*** Opening of MATERIAL PROVIDED ***
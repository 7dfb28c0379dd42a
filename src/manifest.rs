use serde::Serialize;

use crate::{encoder::TileAssets, pattern::Flip};

/// Human-readable summary of one encode, saved alongside the artifacts.
#[derive(Serialize, Debug, Clone, PartialEq, Eq)]
pub struct Manifest {
    pub source: String,
    pub width: u32,
    pub height: u32,
    pub tiles: usize,
    pub patterns: usize,
    pub flipped_tiles: usize,
    pub palettes: Vec<Vec<String>>, // Hardware colors as 3-digit hex
}

impl Manifest {
    pub fn new(source: &str, assets: &TileAssets) -> Self {
        Manifest {
            source: source.to_string(),
            width: assets.width_tiles * 8,
            height: assets.height_tiles * 8,
            tiles: assets.name_table.len(),
            patterns: assets.patterns.len(),
            flipped_tiles: assets
                .name_table
                .iter()
                .filter(|e| e.flip != Flip::None)
                .count(),
            palettes: assets
                .palettes
                .iter()
                .map(|p| p.colors.iter().map(|c| c.to_string()).collect())
                .collect(),
        }
    }
}
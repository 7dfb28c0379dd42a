pub type ColorValue = u8; // 8-bit channel intensity (0-255)
pub type ColorLevel = u8; // Hardware ramp level (0-7)
pub type ColorIdx = u8; // Index into 4bpp palette (0-15)
pub type PaletteIdx = u8; // Index into palette table (0-3)
pub type PatternIdx = u16; // Index into pattern table (0-2047)
pub type PixelCoord = u32; // Pixel coordinate within the source image

pub const TILE_SIZE: usize = 8;
pub const TILE_PIXELS: usize = TILE_SIZE * TILE_SIZE;
pub const PALETTE_SIZE: usize = 16;
pub const MAX_PALETTES: usize = 4;

// The name-table word reserves bits 0-10 for the pattern reference.
pub const PATTERN_BITS: u32 = 11;
pub const MAX_PATTERNS: usize = 1 << PATTERN_BITS;

#[derive(Copy, Clone, Default, Debug, PartialEq, Eq, Hash)]
pub struct Color {
    pub red: ColorValue,
    pub green: ColorValue,
    pub blue: ColorValue,
}

impl Color {
    pub const fn new(red: ColorValue, green: ColorValue, blue: ColorValue) -> Self {
        Color { red, green, blue }
    }
}
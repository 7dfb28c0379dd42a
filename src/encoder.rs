// Image -> palette/pattern/name tables, one 8x8 tile at a time.
use hashbrown::HashMap;
use itertools::Itertools;
use log::info;

use crate::{
    color::{quantize_color, HwColor},
    common::{ColorIdx, PaletteIdx, PatternIdx, PixelCoord, PALETTE_SIZE, TILE_PIXELS, TILE_SIZE},
    error::EncodeError,
    image::Raster,
    palette::{self, Palette, Placement},
    pattern::{Flip, Pattern, PatternStore},
};

const FLIP_H_BIT: u16 = 1 << 11;
const FLIP_V_BIT: u16 = 1 << 12;
const PALETTE_SHIFT: u16 = 13;
const PATTERN_MASK: u16 = 0x7FF;

/// One screen tile's reference into the pattern and palette tables.
#[derive(Copy, Clone, Debug, Default, PartialEq, Eq)]
pub struct NameTableEntry {
    pub pattern: PatternIdx,
    pub flip: Flip,
    pub palette: PaletteIdx,
}

impl NameTableEntry {
    pub fn to_word(self) -> u16 {
        let mut w = self.pattern & PATTERN_MASK;
        if self.flip.h_flip() {
            w |= FLIP_H_BIT;
        }
        if self.flip.v_flip() {
            w |= FLIP_V_BIT;
        }
        w | (self.palette as u16 & 3) << PALETTE_SHIFT
    }

    pub fn from_word(w: u16) -> Self {
        Self {
            pattern: w & PATTERN_MASK,
            flip: Flip::from_flags(w & FLIP_H_BIT != 0, w & FLIP_V_BIT != 0),
            palette: ((w >> PALETTE_SHIFT) & 3) as PaletteIdx,
        }
    }
}

/// The in-memory result of one encode.
#[derive(Clone, Debug, PartialEq, Eq)]
pub struct TileAssets {
    pub width_tiles: u32,
    pub height_tiles: u32,
    pub palettes: Vec<Palette>,
    pub patterns: Vec<Pattern>,
    pub name_table: Vec<NameTableEntry>, // Row-major scan order
}

/// Mutable state of a single encode. Not shared between images.
pub struct TileEncoder {
    palettes: Vec<Palette>,
    patterns: PatternStore,
    name_table: Vec<NameTableEntry>,
    flipped_reuses: usize,
}

impl TileEncoder {
    pub fn new() -> Self {
        TileEncoder {
            palettes: vec![],
            patterns: PatternStore::new(),
            name_table: vec![],
            flipped_reuses: 0,
        }
    }

    pub fn encode<R: Raster + ?Sized>(mut self, image: &R) -> Result<TileAssets, EncodeError> {
        let (width, height) = (image.width(), image.height());
        if width == 0 || height == 0 || width % 8 != 0 || height % 8 != 0 {
            return Err(EncodeError::InvalidDimensions { width, height });
        }
        let (width_tiles, height_tiles) = (width / 8, height / 8);
        self.name_table.reserve((width_tiles * height_tiles) as usize);

        for ty in 0..height_tiles {
            for tx in 0..width_tiles {
                let entry = self.encode_tile(image, tx * 8, ty * 8)?;
                self.name_table.push(entry);
            }
        }

        info!(
            "Encoded {}x{} tiles: {} palettes, {} patterns ({} flipped reuses)",
            width_tiles,
            height_tiles,
            self.palettes.len(),
            self.patterns.len(),
            self.flipped_reuses
        );
        Ok(TileAssets {
            width_tiles,
            height_tiles,
            palettes: self.palettes,
            patterns: self.patterns.into_patterns(),
            name_table: self.name_table,
        })
    }

    fn encode_tile<R: Raster + ?Sized>(
        &mut self,
        image: &R,
        x: PixelCoord,
        y: PixelCoord,
    ) -> Result<NameTableEntry, EncodeError> {
        let colors = read_tile(image, x, y);
        let needed = colors.iter().copied().unique().collect_vec();
        if needed.len() > PALETTE_SIZE {
            return Err(EncodeError::PaletteOverflow {
                x,
                y,
                colors: needed.len(),
            });
        }

        // Nothing below mutates the tables until every check has passed.
        let placement = palette::plan(&needed, &self.palettes);
        let target: &[HwColor] = match &placement {
            Placement::Existing(idx) => &self.palettes[*idx as usize].colors,
            Placement::Grow(_, colors) => colors,
            Placement::New(colors) => {
                // Slot 0 of a new palette is reserved for black, so 16 colors
                // without black do not fit.
                if colors.len() > PALETTE_SIZE {
                    return Err(EncodeError::PaletteOverflow {
                        x,
                        y,
                        colors: needed.len(),
                    });
                }
                colors
            }
        };
        if !placement.fits(&self.palettes) {
            return Err(EncodeError::TooManyPalettes { x, y });
        }

        let index_of: HashMap<HwColor, ColorIdx> = target
            .iter()
            .enumerate()
            .map(|(i, &c)| (c, i as ColorIdx))
            .collect();
        let mut pattern: Pattern = [0; TILE_PIXELS];
        for (px, c) in pattern.iter_mut().zip(colors.iter()) {
            *px = index_of[c];
        }

        if self.patterns.find(&pattern).is_none() && self.patterns.is_full() {
            return Err(EncodeError::PatternStoreOverflow { x, y });
        }

        let palette = palette::commit(placement, &mut self.palettes);
        let found = self
            .patterns
            .resolve(&pattern)
            .ok_or(EncodeError::PatternStoreOverflow { x, y })?;
        if found.flip != Flip::None {
            self.flipped_reuses += 1;
        }
        Ok(NameTableEntry {
            pattern: found.index,
            flip: found.flip,
            palette,
        })
    }
}

impl Default for TileEncoder {
    fn default() -> Self {
        Self::new()
    }
}

fn read_tile<R: Raster + ?Sized>(image: &R, x: PixelCoord, y: PixelCoord) -> [HwColor; TILE_PIXELS] {
    let mut colors = [HwColor::BLACK; TILE_PIXELS];
    let x0 = x as usize;
    for (dy, chunk) in colors.chunks_exact_mut(TILE_SIZE).enumerate() {
        let row = &image.row(y + dy as PixelCoord)[x0..x0 + TILE_SIZE];
        for (dst, &src) in chunk.iter_mut().zip(row) {
            *dst = quantize_color(src);
        }
    }
    colors
}

/// Encodes `image` with fresh state.
pub fn encode<R: Raster + ?Sized>(image: &R) -> Result<TileAssets, EncodeError> {
    TileEncoder::new().encode(image)
}
use std::path::PathBuf;

use anyhow::Result;
use clap::{Parser, Subcommand};
use md_tiles::{
    config::OutputPaths,
    convert::{convert_file, decode_files, run_batch, Extras},
};

#[derive(Parser, Debug)]
#[command(about = "Convert images into palette, pattern and name-table data")]
struct Args {
    #[command(subcommand)]
    command: Command,
}

#[derive(Subcommand, Debug)]
enum Command {
    /// Encode a single PNG
    Encode {
        input: PathBuf,
        #[arg(long)]
        palette: PathBuf,
        #[arg(long)]
        patterns: PathBuf,
        #[arg(long)]
        name_table: PathBuf,
        /// Write the image as the display would show it
        #[arg(long)]
        preview: Option<PathBuf>,
        #[arg(long)]
        manifest: Option<PathBuf>,
    },
    /// Run the jobs listed in a JSON config file
    Batch { config: PathBuf },
    /// Render existing artifacts back into a PNG
    Decode {
        #[arg(long)]
        palette: PathBuf,
        #[arg(long)]
        patterns: PathBuf,
        #[arg(long)]
        name_table: PathBuf,
        #[arg(long)]
        width_tiles: u32,
        #[arg(long)]
        out: PathBuf,
    },
}

pub fn main() -> Result<()> {
    env_logger::Builder::from_env(env_logger::Env::default().default_filter_or("info")).init();
    let args = Args::parse();
    match args.command {
        Command::Encode {
            input,
            palette,
            patterns,
            name_table,
            preview,
            manifest,
        } => {
            let outputs = OutputPaths {
                palette,
                patterns,
                name_table,
            };
            convert_file(&input, &outputs, &Extras { preview, manifest })?;
        }
        Command::Batch { config } => {
            run_batch(&config)?;
        }
        Command::Decode {
            palette,
            patterns,
            name_table,
            width_tiles,
            out,
        } => {
            let inputs = OutputPaths {
                palette,
                patterns,
                name_table,
            };
            decode_files(&inputs, width_tiles, &out)?;
        }
    }
    Ok(())
}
*** Close of MATERIAL PROVIDED ***
• [WORK INSTRUCTIONS]
If a line in the records above holds the string "ColorValue", copy it out.

• [EXPECTED ANSWER]
pub type ColorValue = u8; // 8-bit channel intensity (0-255)
    pub red: ColorValue,
    pub green: ColorValue,
    pub blue: ColorValue,
    pub const fn new(red: ColorValue, green: ColorValue, blue: ColorValue) -> Self {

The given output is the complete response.